Not everyone was so kind. The numerous wars and conflicts began as early as late 1947, when India and Pakistan had their first stand-off over Kashmir. The larger story of the egos of Jawaharlal Nehru and Muhammad Ali Jinnah, first Prime Ministers of the two nascent countries is a tale worth the telling, yet the one man who stood between the two, towering over history like a colossus, a gentle, kind soul, paid a price far greater than the two politicians.

Mahatma Gandhi, the Apostle of non-violence faced an ignominous end on 30th January, 1948, when he was shot by a nationalist radical, part of a murky conspiracy whose roots may never be fully explored. Gandhi, who explored his own faults and failings like few others have done in awas a conciliatory force in the partisan politics of the time.

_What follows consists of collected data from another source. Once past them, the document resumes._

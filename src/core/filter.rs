//! Filters for partial policy loads.

use crate::core::predicate::AnyOf;
use crate::core::record::{MAX_FIELDS, to_filter_predicate};
use crate::error::{Error, Result};
use serde::{Deserialize, Serialize};
use std::collections::BTreeMap;

/// Maps a policy type to the positional patterns that select its rows.
///
/// An empty string inside a pattern matches any value at that position.
/// Serialized as a plain JSON object, e.g. `{"p": [["alice"], ["", "data2"]]}`.
#[derive(Debug, Clone, Default, PartialEq, Eq, Serialize, Deserialize)]
#[serde(transparent)]
pub struct Filter {
    patterns: BTreeMap<String, Vec<Vec<String>>>,
}

impl Filter {
    /// Creates an empty filter.
    #[must_use]
    pub fn new() -> Self {
        Self::default()
    }

    /// Adds a pattern for `ptype`.
    #[must_use]
    pub fn with<I, S>(mut self, ptype: impl Into<String>, pattern: I) -> Self
    where
        I: IntoIterator<Item = S>,
        S: Into<String>,
    {
        self.patterns
            .entry(ptype.into())
            .or_default()
            .push(pattern.into_iter().map(Into::into).collect());
        self
    }

    /// Returns true if no pattern has been added.
    #[must_use]
    pub fn is_empty(&self) -> bool {
        self.patterns.values().all(Vec::is_empty)
    }

    /// Iterates over `(ptype, patterns)` pairs.
    pub fn iter(&self) -> impl Iterator<Item = (&str, &[Vec<String>])> {
        self.patterns
            .iter()
            .map(|(ptype, patterns)| (ptype.as_str(), patterns.as_slice()))
    }

    /// Builds one predicate per pattern, ORed across all policy types.
    ///
    /// # Errors
    ///
    /// Returns [`Error::InvalidArity`] if a pattern has more than [`MAX_FIELDS`] entries.
    pub fn to_predicates(&self) -> Result<AnyOf> {
        let mut any = AnyOf::new();
        for (ptype, patterns) in self.iter() {
            for pattern in patterns {
                if pattern.len() > MAX_FIELDS {
                    return Err(Error::InvalidArity {
                        arity: pattern.len(),
                        max: MAX_FIELDS,
                    });
                }
                any.push(to_filter_predicate(ptype, 0, pattern.as_slice())?);
            }
        }
        Ok(any)
    }
}
//! Storage layer for rulestore.
//!
//! Persists policy rules in a single `SQLite` table. The adapter handles
//! loading (full and filtered), whole-model saves, and incremental
//! mutations with transaction support.

pub mod config;
pub mod schema;
pub mod sqlite;
pub mod traits;

pub use config::{AdapterOptions, Database};
pub use schema::DEFAULT_TABLE_NAME;
pub use sqlite::SqliteAdapter;
pub use traits::Adapter;

/// Default database path relative to the working directory.
pub const DEFAULT_DB_PATH: &str = "policy.db";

Times have changed, and India is a powerful, globalized, urbanized nuclear power. Not many care much for the ideals of Gandhi, and less for the effects of soft power. A powerful, moving piece on the assassination of someone who could have gone on to define Indian identity is in the Times Of India
For India's midnight children, those born in a freshly-partitioned and free Hindustan, Gandhi and Nehru represented the two facets of adolescent, post-colonial pride. The tension between the Mahatma's anarchic vision of a self-sufficient India and the armature of a sovereign state that Jawaharlal was fabricating feverishly...
While India gave birth to Mohandas, it was the vengeful idea of a majoritarian 'Indian nation' that killed him. Let's reclaim once again those precious two minutes on January 30 every year to remind ourselves of the wayward ways of righteous nationalism.


Some highlights from his rich and varied life:

quilt
A photo-quilt on Gandhi




> His struggle for civil rights in South Africa from 1893 for 20 years. Influenced by Henry Thoreau and Leo Tolstoy, he began a policy of passive resistance and non-cooperation with the authorities. He termed this 'Satyagraha', from the Sanskrit words for truth and fairness. During the Boer War, Gandhi organized an ambulance corps for the British army and commanded a Red Cross unit.

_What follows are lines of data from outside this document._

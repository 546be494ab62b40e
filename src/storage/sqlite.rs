//! `SQLite` policy adapter.
//!
//! Maps rule tuples onto the `ptype, v0..v5` table and wraps every
//! multi-row mutation in a single transaction.

// COUNT(*) is never negative.
#![allow(clippy::cast_sign_loss)]
#![allow(clippy::cast_possible_truncation)]

use crate::core::{
    Filter, PolicyRecord, PolicySink, PolicySource, Predicate, RuleFamily,
    to_filter_predicate,
};
use crate::error::{Error, IoError, Result, StorageError};
use crate::storage::config::{AdapterOptions, Database};
use crate::storage::schema::{create_table_sql, delete_sql, insert_sql, select_sql};
use crate::storage::traits::Adapter;
use rusqlite::{Connection, Transaction, TransactionBehavior, params, params_from_iter};
use std::path::Path;
use std::time::Duration;
use tracing::{debug, info, warn};

/// SQLite-backed policy adapter.
///
/// Starts closed; [`SqliteAdapter::open`] connects and, if configured,
/// creates the policy table.
///
/// # Examples
///
/// ```
/// use rulestore::{Adapter, AdapterOptions, SqliteAdapter};
///
/// let mut adapter = SqliteAdapter::connect(AdapterOptions::in_memory()).unwrap();
/// adapter
///     .add_policy("p", &["alice".into(), "data1".into(), "read".into()])
///     .unwrap();
///
/// let mut lines: Vec<String> = Vec::new();
/// adapter.load_policy(&mut lines).unwrap();
/// assert_eq!(lines, vec!["p, alice, data1, read"]);
/// ```
#[derive(Debug)]
pub struct SqliteAdapter {
    options: AdapterOptions,
    /// `None` while closed.
    conn: Option<Connection>,
    filtered: bool,
}

impl SqliteAdapter {
    /// Creates a closed adapter.
    ///
    /// # Errors
    ///
    /// Returns a configuration error if the options are invalid.
    pub fn new(options: AdapterOptions) -> Result<Self> {
        options.validate()?;
        Ok(Self {
            options,
            conn: None,
            filtered: false,
        })
    }

    /// Creates an adapter and opens it.
    ///
    /// # Errors
    ///
    /// Returns an error if the options are invalid or the database cannot
    /// be opened.
    pub fn connect(options: AdapterOptions) -> Result<Self> {
        let mut adapter = Self::new(options)?;
        adapter.open()?;
        Ok(adapter)
    }

    /// Opens the connection and, if `auto_create_table` is set, ensures the table.
    ///
    /// Opening an already open adapter is a no-op. On failure the adapter
    /// stays closed and `open` may be retried.
    ///
    /// # Errors
    ///
    /// Returns an error if the database cannot be opened or the table
    /// cannot be created.
    pub fn open(&mut self) -> Result<()> {
        if self.conn.is_some() {
            return Ok(());
        }

        let timeout = Duration::from_millis(self.options.busy_timeout_ms);
        let conn = match &self.options.database {
            Database::Memory => {
                let conn = Connection::open_in_memory().map_err(StorageError::from)?;
                conn.busy_timeout(timeout).map_err(StorageError::from)?;
                conn
            }
            Database::File(path) => Self::open_file(path, timeout)?,
        };

        if self.options.auto_create_table {
            conn.execute_batch(&create_table_sql(&self.options.table_name))
                .map_err(StorageError::from)?;
        }

        // Only a fully bootstrapped connection counts as open
        self.conn = Some(conn);

        info!(
            table = %self.options.table_name,
            database = ?self.options.database,
            "policy adapter opened"
        );
        Ok(())
    }

    fn open_file(path: &Path, timeout: Duration) -> Result<Connection> {
        // Ensure parent directory exists
        if let Some(parent) = path.parent()
            && !parent.as_os_str().is_empty()
            && !parent.exists()
        {
            std::fs::create_dir_all(parent).map_err(|e| IoError::DirectoryFailed {
                path: parent.display().to_string(),
                reason: e.to_string(),
            })?;
        }

        let conn = Connection::open(path).map_err(StorageError::from)?;
        conn.busy_timeout(timeout).map_err(StorageError::from)?;

        // WAL lets readers proceed while a writer holds its transaction
        let _: String = conn
            .query_row("PRAGMA journal_mode = WAL;", [], |row| row.get(0))
            .map_err(StorageError::from)?;

        Ok(conn)
    }

    /// Closes the connection. Closing a closed adapter is a no-op.
    ///
    /// # Errors
    ///
    /// Returns an error if `SQLite` refuses to close the connection; the
    /// adapter is closed regardless.
    pub fn close(&mut self) -> Result<()> {
        if let Some(conn) = self.conn.take() {
            conn.close().map_err(|(_, e)| StorageError::Database(e))?;
            debug!(table = %self.options.table_name, "policy adapter closed");
        }
        Ok(())
    }

    /// Returns true while the connection is open.
    #[must_use]
    pub const fn is_open(&self) -> bool {
        self.conn.is_some()
    }

    /// Returns the options the adapter was built with.
    #[must_use]
    pub const fn options(&self) -> &AdapterOptions {
        &self.options
    }

    /// Returns the policy table name.
    #[must_use]
    pub fn table_name(&self) -> &str {
        &self.options.table_name
    }

    /// Overrides the filtered flag.
    pub const fn set_filtered(&mut self, filtered: bool) {
        self.filtered = filtered;
    }

    /// Creates the policy table if it does not exist.
    ///
    /// # Errors
    ///
    /// Returns an error if the adapter is closed or the DDL fails.
    pub fn create_table(&self) -> Result<()> {
        self.conn()?
            .execute_batch(&create_table_sql(&self.options.table_name))
            .map_err(StorageError::from)?;
        Ok(())
    }

    /// Returns the number of stored rows.
    ///
    /// # Errors
    ///
    /// Returns an error if the adapter is closed or the query fails.
    pub fn count(&self) -> Result<usize> {
        let count: i64 = self
            .conn()?
            .query_row(
                &format!("SELECT COUNT(*) FROM {}", self.options.table_name),
                [],
                |row| row.get(0),
            )
            .map_err(StorageError::from)?;
        Ok(count as usize)
    }

    /// Returns every stored row, including its id.
    ///
    /// # Errors
    ///
    /// Returns an error if the adapter is closed or the query fails.
    pub fn list_records(&self) -> Result<Vec<PolicyRecord>> {
        query_records(self.conn()?, &self.options.table_name, None)
    }

    fn conn(&self) -> Result<&Connection> {
        self.conn.as_ref().ok_or(Error::NotOpen)
    }

    /// Splits out the connection and table name so both can be borrowed at once.
    fn parts(&mut self) -> Result<(&mut Connection, &str)> {
        let conn = self.conn.as_mut().ok_or(Error::NotOpen)?;
        Ok((conn, &self.options.table_name))
    }
}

> He campaigned for Home Rule in India, again with a policy of organized non-cooperation, particularly from 1920. He stressed economic independence, and small industry, emphasizing that the village was the ideal functional unit of society. In 1921, he was given complete executive authority for the freedom movement by the organizing body, the Indian National Congress. He ended the movement, when people resorted to violence, confessing that they had not understood him.

> He returned to politics and the freedom movement in 1930, leading the campaign to refuse to pay taxes like the 'salt tax', leading a mammoth march to the Arabian Sea where he symbolically made salt by evaporating sea-water. He later represented the Congress in a conference in London.

> He applied his convictions to reforming the social injustices inherent in Indian society, campaigning ceaselessly for the underprivileged, formally resigning from political activities in 1934. The British granted Home Rule in 1935, but he was asked to approve it. He allowed himself to re-enter politics in 1939, providing the final push until independence was achieved in 1947.

Some of his quotes:

"I have nothing new to teach the world. Truth and non-violence are as old as the hills. All I have done is to try experiments in both on as vast a scale as I could."

"Freedom is not worth having if it does not include the freedom to make mistakes."

"I believe in equality for everyone, except reporters and photographers."

"It is better to be violent, if there is violence in our hearts, than to put on the cloak of nonviolence to cover impotence."

"Whatever you do will be insignificant, but it is very important that you do it."

"What difference does it make to the dead, the orphans and the homeless, whether the mad destruction is wrought under the name of totalitarianism or the holy name of liberty or democracy?"